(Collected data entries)
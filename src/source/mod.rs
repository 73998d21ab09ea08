//! Package source specifiers.
//!
//! A specifier is either a source-control location, recognized by the trailing
//! `.git` marker, or the name of a package in the registry. Routing is purely
//! lexical: nothing is looked up to decide.

use anyhow::Result;
use std::fmt;

use crate::constants::REPOSITORY_MARKER;
use crate::core::KilnError;

/// Where a package's source tree comes from.
#[derive(Debug, Clone, PartialEq, Eq)]
pub enum SourceSpec {
    /// Clone this repository URL.
    Repository(String),
    /// Download this package name from the registry.
    Registry(String),
}

impl SourceSpec {
    /// Route a specifier to the clone path or the registry path.
    ///
    /// The specifier is used verbatim (after trimming surrounding whitespace); a
    /// name without a colon is simply the registry package name.
    pub fn parse(spec: &str) -> Result<Self> {
        let spec = spec.trim();
        if spec.is_empty() {
            return Err(KilnError::InvalidSource {
                source_spec: spec.to_string(),
                reason: "source is empty".to_string(),
            }
            .into());
        }

        if spec.ends_with(REPOSITORY_MARKER) && spec.len() > REPOSITORY_MARKER.len() {
            Ok(Self::Repository(spec.to_string()))
        } else {
            Ok(Self::Registry(spec.to_string()))
        }
    }

    /// The specifier as written.
    #[must_use]
    pub fn as_str(&self) -> &str {
        match self {
            Self::Repository(url) => url,
            Self::Registry(name) => name,
        }
    }
}

impl fmt::Display for SourceSpec {
    fn fmt(&self, f: &mut fmt::Formatter<'_>) -> fmt::Result {
        match self {
            Self::Repository(url) => write!(f, "repository {url}"),
            Self::Registry(name) => write!(f, "registry package {name}"),
        }
    }
}
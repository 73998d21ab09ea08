//! Configuration for kiln.
//!
//! Two documents configure a build:
//! - [`BuildConfig`] - the per-invocation JSON document named on the command line
//! - [`GlobalConfig`] - the user-wide TOML settings in `~/.kiln/config.toml`

pub mod build;
pub mod global;

pub use build::BuildConfig;
pub use global::GlobalConfig;
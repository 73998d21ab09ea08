//! Full builds against an in-memory registry.

use anyhow::Result;
use kiln_cli::config::BuildConfig;
use kiln_cli::core::KilnError;
use kiln_cli::scripts::{ScriptContext, ScriptExecutor};
use serde_json::json;
use std::future::Future;
use std::path::Path;
use std::pin::Pin;
use std::sync::{Arc, Mutex};
use std::time::Duration;
use tokio_util::sync::CancellationToken;

use crate::common::{TestBuild, tree_of};

fn kiln_error(err: &anyhow::Error) -> Option<&KilnError> {
    err.chain().find_map(|cause| cause.downcast_ref::<KilnError>())
}

#[tokio::test]
async fn test_dependencies_build_depth_first_and_sequentially() {
    let test = TestBuild::new();
    test.publish("app", json!({"dependencies": {"lib-a": {}, "lib-b": {}}}), &[]);
    test.publish("lib-a", json!({"dependencies": {"lib-a1": {}}}), &[]);
    test.publish("lib-a1", json!({}), &[]);
    test.publish("lib-b", json!({}), &[]);

    let summary = test.builder().build("app", &BuildConfig::from_value(json!({}))).await.unwrap();

    assert_eq!(summary.packages, 4);
    assert_eq!(test.registry.fetched_names(), vec!["app", "lib-a", "lib-a1", "lib-b"]);

    let fetches = test.registry.fetches();
    let app_tree = tree_of(&fetches[0].destination);
    let a_tree = tree_of(&fetches[1].destination);

    // lib-a1 is fetched while app and lib-a are still being built
    assert_eq!(fetches[2].live_trees, vec![app_tree.clone(), a_tree.clone()]);
    // lib-b only starts after lib-a and its dependency have been released
    assert_eq!(fetches[3].live_trees, vec![app_tree.clone()]);

    assert!(a_tree.starts_with(app_tree.join("deps")));
    assert!(test.leftover_trees().is_empty());
}

#[tokio::test]
async fn test_dependency_outputs_precede_parent_transforms() {
    let test = TestBuild::new();
    test.publish(
        "app",
        json!({
            "dependencies": {"theme": {"accent": "teal"}},
            "files": [{"from": "page.html", "to": "page.html", "method": "render"}]
        }),
        &[("page.html", b"<body class=\"<%= layout %>\">".as_slice())],
    );
    test.publish(
        "theme",
        json!({"files": [
            {"from": "theme.css", "to": "css/theme.css", "method": "render"},
            {"from": "font.woff", "to": "css/font.woff", "method": "copy"}
        ]}),
        &[
            ("theme.css", b"a { color: <%= accent %>; }".as_slice()),
            ("font.woff", b"\x00\x01\x02\xff".as_slice()),
        ],
    );

    let summary = test
        .builder()
        .build("app", &BuildConfig::from_value(json!({"layout": "wide"})))
        .await
        .unwrap();

    assert_eq!(summary.files, 3);
    assert_eq!(test.read_output("page.html"), "<body class=\"wide\">");
    assert_eq!(test.read_output("css/theme.css"), "a { color: teal; }");
    assert_eq!(std::fs::read(test.output_dir().join("css/font.woff")).unwrap(), b"\x00\x01\x02\xff");
}

#[tokio::test]
async fn test_credentials_prompted_once_per_process() {
    let test = TestBuild::new();
    test.publish("app", json!({"dependencies": {"one": {}, "two": {}}}), &[]);
    test.publish("one", json!({}), &[]);
    test.publish("two", json!({}), &[]);

    let builder = test.builder();
    builder.build("app", &BuildConfig::default()).await.unwrap();
    builder.build("one", &BuildConfig::default()).await.unwrap();

    assert_eq!(test.provider.calls(), 1);
    assert_eq!(test.registry.fetches().len(), 4);
}

#[tokio::test]
async fn test_render_failure_keeps_outputs_and_releases_tree() {
    let test = TestBuild::new().with_max_parallel(1);
    test.publish(
        "app",
        json!({"files": [
            {"from": "first.txt", "to": "first.txt", "method": "copy"},
            {"from": "broken.txt", "to": "broken.txt", "method": "render"}
        ]}),
        &[("first.txt", b"kept".as_slice()), ("broken.txt", b"<%= nope %>".as_slice())],
    );

    let err = test.builder().build("app", &BuildConfig::from_value(json!({}))).await.unwrap_err();

    assert!(matches!(kiln_error(&err), Some(KilnError::TemplateRenderError { .. })));
    assert_eq!(test.read_output("first.txt"), "kept");
    assert!(!test.output_dir().join("broken.txt").exists());
    assert!(test.leftover_trees().is_empty());
}

#[tokio::test]
async fn test_nested_failure_aborts_parent_and_later_siblings() {
    let test = TestBuild::new();
    test.publish(
        "app",
        json!({
            "dependencies": {"good": {}, "bad": {}, "never": {}},
            "files": [{"from": "index.html", "to": "index.html", "method": "copy"}]
        }),
        &[("index.html", b"root".as_slice())],
    );
    test.publish("good", json!({}), &[]);
    test.publish("never", json!({}), &[]);
    test.registry.add_error("bad", "Error: package 'bad' is quarantined");

    let err = test.builder().build("app", &BuildConfig::default()).await.unwrap_err();

    assert!(format!("{err:#}").contains("Failed to build dependency 'bad'"));
    assert!(matches!(kiln_error(&err), Some(KilnError::RegistryError { .. })));
    assert_eq!(test.registry.fetched_names(), vec!["app", "good", "bad"]);
    assert!(!test.output_dir().join("index.html").exists());
    assert!(test.leftover_trees().is_empty());
}

#[tokio::test]
async fn test_missing_definition_is_parse_error() {
    let test = TestBuild::new();
    test.registry.add_package(
        "loose",
        kiln_cli::test_utils::tar_gz_bytes(&[("index.html", b"<p>".as_slice())]),
    );

    let err = test.builder().build("loose", &BuildConfig::default()).await.unwrap_err();

    assert!(matches!(kiln_error(&err), Some(KilnError::DefinitionParseError { .. })));
    assert!(test.leftover_trees().is_empty());
}

#[derive(Default)]
struct RecordingExecutor {
    runs: Mutex<Vec<(String, serde_json::Value)>>,
}

impl ScriptExecutor for RecordingExecutor {
    fn execute<'a>(
        &'a self,
        script: &'a Path,
        context: &'a ScriptContext,
        config: &'a BuildConfig,
    ) -> Pin<Box<dyn Future<Output = Result<()>> + Send + 'a>> {
        Box::pin(async move {
            assert!(script.starts_with(&context.source_dir));
            let name = script.file_name().unwrap().to_string_lossy().to_string();
            self.runs.lock().unwrap().push((name, config.as_value().clone()));
            Ok(())
        })
    }
}

#[tokio::test]
async fn test_scripts_run_in_build_order_with_package_config() {
    let executor = Arc::new(RecordingExecutor::default());
    let test = TestBuild::new().with_executor(executor.clone());
    test.publish(
        "app",
        json!({"dependencies": {"dep": {"level": 2}}, "scripts": ["one.sh", "two.sh"]}),
        &[("one.sh", b"true".as_slice()), ("two.sh", b"true".as_slice())],
    );
    test.publish("dep", json!({"scripts": ["dep.sh"]}), &[("dep.sh", b"true".as_slice())]);

    let summary =
        test.builder().build("app", &BuildConfig::from_value(json!({"level": 1}))).await.unwrap();

    assert_eq!(summary.scripts, 3);
    assert_eq!(
        *executor.runs.lock().unwrap(),
        vec![
            ("dep.sh".to_string(), json!({"level": 2})),
            ("one.sh".to_string(), json!({"level": 1})),
            ("two.sh".to_string(), json!({"level": 1})),
        ]
    );
}

#[cfg(unix)]
#[tokio::test]
async fn test_process_scripts_see_outputs() {
    let test = TestBuild::new();
    test.publish(
        "app",
        json!({
            "files": [{"from": "greeting.txt", "to": "greeting.txt", "method": "render"}],
            "scripts": ["scripts/stamp.sh"]
        }),
        &[
            ("greeting.txt", b"Hello <%= name %>".as_slice()),
            (
                "scripts/stamp.sh",
                b"cat \"$KILN_DEST_DIR/greeting.txt\" > \"$KILN_DEST_DIR/stamped.txt\"\n".as_slice(),
            ),
        ],
    );

    test.builder().build("app", &BuildConfig::from_value(json!({"name": "World"}))).await.unwrap();

    assert_eq!(test.read_output("greeting.txt"), "Hello World");
    assert_eq!(test.read_output("stamped.txt"), "Hello World");
}

#[tokio::test]
async fn test_cancelled_before_start_allocates_nothing() {
    let test = TestBuild::new();
    test.publish("app", json!({}), &[]);
    test.cancel.cancel();

    let err = test.builder().build("app", &BuildConfig::default()).await.unwrap_err();

    assert!(matches!(kiln_error(&err), Some(KilnError::Cancelled)));
    assert!(test.registry.fetches().is_empty());
    assert!(test.leftover_trees().is_empty());
}

/// Cancels the build and then hangs, as a long-running script would.
struct CancellingExecutor {
    cancel: CancellationToken,
}

impl ScriptExecutor for CancellingExecutor {
    fn execute<'a>(
        &'a self,
        _script: &'a Path,
        _context: &'a ScriptContext,
        _config: &'a BuildConfig,
    ) -> Pin<Box<dyn Future<Output = Result<()>> + Send + 'a>> {
        Box::pin(async move {
            self.cancel.cancel();
            tokio::time::sleep(Duration::from_secs(60)).await;
            Ok(())
        })
    }
}

#[tokio::test]
async fn test_cancellation_mid_build_releases_every_tree() {
    let mut test = TestBuild::new();
    let executor = Arc::new(CancellingExecutor {
        cancel: test.cancel.clone(),
    });
    test = test.with_executor(executor);
    test.publish("app", json!({"dependencies": {"dep": {}}}), &[]);
    test.publish("dep", json!({"scripts": ["slow.sh"]}), &[("slow.sh", b"sleep 60".as_slice())]);

    let err = tokio::time::timeout(
        Duration::from_secs(10),
        test.builder().build("app", &BuildConfig::default()),
    )
    .await
    .expect("cancellation should interrupt the build")
    .unwrap_err();

    assert!(matches!(kiln_error(&err), Some(KilnError::Cancelled)));
    assert!(test.leftover_trees().is_empty());
}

ASSIGNMENT:
Out of the entries, report each line that contains the word "method".

WRITTEN RESPONSE:
            "files": [{"from": "page.html", "to": "page.html", "method": "render"}]
            {"from": "theme.css", "to": "css/theme.css", "method": "render"},
            {"from": "font.woff", "to": "css/font.woff", "method": "copy"}
            {"from": "first.txt", "to": "first.txt", "method": "copy"},
            {"from": "broken.txt", "to": "broken.txt", "method": "render"}
            "files": [{"from": "index.html", "to": "index.html", "method": "copy"}]
            "files": [{"from": "greeting.txt", "to": "greeting.txt", "method": "render"}],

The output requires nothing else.